La segunda noticia, conocida el mismo día, añade a esta
parábola una dimensión todavía más sombría. Una investigación del diario
israelí Haaretz sostiene que Mohamed bin Zayed, presidente
de Emiratos Árabes Unidos, advirtió personalmente a Benjamin Netanyahu de que
Hamás preparaba una operación de gran envergadura unos diez días antes
del 7 de octubre de 2023. Según esta investigación,
Netanyahu no transmitió aquella advertencia a los principales responsables de
la seguridad israelí. Aunque su oficina niega que la conversación se produjera,
el antiguo primer ministro Naftali Bennett ha afirmado que la información es
cierta. Habrá que esclarecer los hechos y determinar las responsabilidades,
pero la noticia vuelve insoportable una duda que Netanyahu y su gobierno llevan
tres años intentando obviar: qué sabían antes del 7 de octubre, qué
advertencias recibió y por qué fueron desatendidas.
Y volvemos así al faraón, porque el
rasgo decisivo del faraón bíblico no es su crueldad, sino su incapacidad para
escuchar. Una y otra vez recibe advertencias, una y otra vez la realidad
contradice sus decisiones, y una y otra vez «endurece su corazón». Resulta
difícil encontrar una imagen más inquietante para pensar el liderazgo de
Netanyahu.
Su promesa histórica ha sido la
seguridad y durante años presentó su brutal política hacia las y los palestinos
como un ejercicio de realismo frente a quienes todavía creían posible una
solución política. Hamás podía ser contenido, Gaza podía ser encerrada, la
cuestión palestina podía administrarse indefinidamente como una colonia, Israel
podía normalizar sus relaciones con los países árabes sin resolverla… Hasta que
llegó el 7 de octubre.
Y desde entonces Netanyahu ha intentado
convertir aquel fracaso gigantesco de su política de seguridad en legitimación
de una guerra sin límites, de un genocidio transmitido en directo ante los ojos
del mundo. La devastación de Gaza debía garantizar que algo semejante nunca
pudiera volver a ocurrir, pero casi tres años después la destrucción vuelve a
Israel de las maneras más inesperadas.

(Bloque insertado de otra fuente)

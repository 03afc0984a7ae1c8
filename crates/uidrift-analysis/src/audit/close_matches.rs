//! Near-miss detection: found literals that almost equal an existing token.
//!
//! Colour closeness is edit distance on the normalized hex string, not a
//! perceptual distance.

use uidrift_core::models::{normalize_hex, DesignToken, TokenSuggestion, TokenValue};

use super::types::CloseMatch;
use crate::diff::similarity::levenshtein_distance;

/// Largest hex edit distance still considered a near miss.
pub const MAX_COLOR_DISTANCE: usize = 2;

/// Largest pixel delta still considered a near miss.
pub const MAX_SPACING_DELTA_PX: f64 = 1.0;

/// Root font size used to convert `rem`/`em` to pixels.
pub const ROOT_FONT_SIZE_PX: f64 = 16.0;

/// Confidence attached to a token suggestion that exactly equals the value.
pub const EXACT_SUGGESTION_CONFIDENCE: f64 = 1.0;

/// Confidence attached to a near-miss token suggestion.
pub const CLOSE_SUGGESTION_CONFIDENCE: f64 = 0.8;

#[derive(Debug, Clone, Copy, PartialEq, Eq, Hash)]
pub enum CloseMatchKind {
    Color,
    Spacing,
}

/// Parse `12px`, `0.75rem`, `1em` or a bare number into pixels.
pub fn parse_px(value: &str) -> Option<f64> {
    let v = value.trim().to_ascii_lowercase();
    let (number, scale) = if let Some(n) = v.strip_suffix("rem") {
        (n, ROOT_FONT_SIZE_PX)
    } else if let Some(n) = v.strip_suffix("em") {
        (n, ROOT_FONT_SIZE_PX)
    } else if let Some(n) = v.strip_suffix("px") {
        (n, 1.0)
    } else {
        (v.as_str(), 1.0)
    };
    number
        .trim()
        .parse::<f64>()
        .ok()
        .filter(|n| n.is_finite())
        .map(|n| n * scale)
}

fn token_hex(token: &DesignToken) -> Option<String> {
    match &token.value {
        TokenValue::Color { hex } => normalize_hex(hex),
        TokenValue::Raw { value } => normalize_hex(value),
        _ => None,
    }
}

fn token_px(token: &DesignToken) -> Option<f64> {
    match &token.value {
        TokenValue::Spacing { value, unit } => parse_px(&format!("{value}{unit}")),
        TokenValue::Raw { value } => parse_px(value),
        _ => None,
    }
}

/// Distance between a found value and a token, `None` when incomparable.
fn distance(found: &str, token: &DesignToken, kind: CloseMatchKind) -> Option<f64> {
    match kind {
        CloseMatchKind::Color => {
            let found = normalize_hex(found)?;
            let known = token_hex(token)?;
            Some(levenshtein_distance(&found, &known) as f64)
        }
        CloseMatchKind::Spacing => {
            let found = parse_px(found)?;
            let known = token_px(token)?;
            Some((found - known).abs())
        }
    }
}

fn within_threshold(d: f64, kind: CloseMatchKind) -> bool {
    match kind {
        CloseMatchKind::Color => d <= MAX_COLOR_DISTANCE as f64,
        CloseMatchKind::Spacing => d <= MAX_SPACING_DELTA_PX + f64::EPSILON,
    }
}

/// For every found value that is near, but not equal to, a known token,
/// report the closest such token. Values exactly equal to some token are
/// skipped entirely.
pub fn find_close_matches<S: AsRef<str>>(
    found_values: &[S],
    known_tokens: &[DesignToken],
    kind: CloseMatchKind,
) -> Vec<CloseMatch> {
    let mut matches = Vec::new();

    for found in found_values {
        let found = found.as_ref();
        let distances: Vec<(&DesignToken, f64)> = known_tokens
            .iter()
            .filter_map(|t| distance(found, t, kind).map(|d| (t, d)))
            .collect();

        if distances.iter().any(|(_, d)| *d == 0.0) {
            continue;
        }

        let closest = distances
            .into_iter()
            .filter(|(_, d)| within_threshold(*d, kind))
            .fold(None::<(&DesignToken, f64)>, |best, (t, d)| match best {
                Some((_, bd)) if bd <= d => best,
                _ => Some((t, d)),
            });

        if let Some((token, d)) = closest {
            matches.push(CloseMatch {
                value: found.to_string(),
                token_id: token.id.clone(),
                token_name: token.name.clone(),
                token_value: token.value.display(),
                distance: d,
            });
        }
    }

    matches
}

/// Best token to replace `value`: an exact match, else the closest near miss.
pub fn suggest_token(
    value: &str,
    tokens: &[DesignToken],
    kind: CloseMatchKind,
) -> Option<TokenSuggestion> {
    let mut best: Option<(&DesignToken, f64)> = None;
    for token in tokens {
        let Some(d) = distance(value, token, kind) else {
            continue;
        };
        if !within_threshold(d, kind) {
            continue;
        }
        if best.map_or(true, |(_, bd)| d < bd) {
            best = Some((token, d));
        }
    }

    best.map(|(token, d)| TokenSuggestion {
        hardcoded_value: value.to_string(),
        token_id: token.id.clone(),
        token_name: token.name.clone(),
        token_value: token.value.display(),
        confidence: if d == 0.0 {
            EXACT_SUGGESTION_CONFIDENCE
        } else {
            CLOSE_SUGGESTION_CONFIDENCE
        },
    })
}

Incluso en forma de aguas fecales.
Por eso me atrevo a recurrir a una
expresión deliberadamente desagradable para describir lo que está ocurriendo: a
Netanyahu le está comiendo la mierda. La mierda
física de una Gaza cuyo sistema de saneamiento ha sido destruido y que el
Mediterráneo devuelve ahora hacia las costas israelíes. También, y sobre todo,
la mierda moral acumulada durante estos años: decenas de miles de personas
muertas, ciudades arrasadas, hospitales destruidos, hambre, desplazamientos,
vidas reducidas a mera supervivencia. Y, finalmente, la mierda política de una
estrategia que prometió seguridad y produjo una de las mayores catástrofes de
la historia de Israel, que prometió acabar con Hamás y ha devastado Gaza, que
pretendía separar definitivamente las vidas israelíes de las palestinas y
descubre ahora que hasta las aguas residuales desmienten esa fantasía.
Israel y Palestina pueden separarse
mediante muros, soldados, controles y sistemas jurídicos diferentes, pero ambas
sociedades continúan habitando el mismo pequeño territorio, respirando el mismo
aire, dependiendo de los mismos acuíferos y bañándose en el mismo mar. Ninguna
superioridad militar puede abolir esa realidad y no es posible construir la
seguridad de una sociedad sobre la devastación de la otra.
El relato del Éxodo cuenta que hicieron
falta diez plagas para que el faraón comprendiera algo tan elemental. La
pregunta es cuántas harán falta esta vez.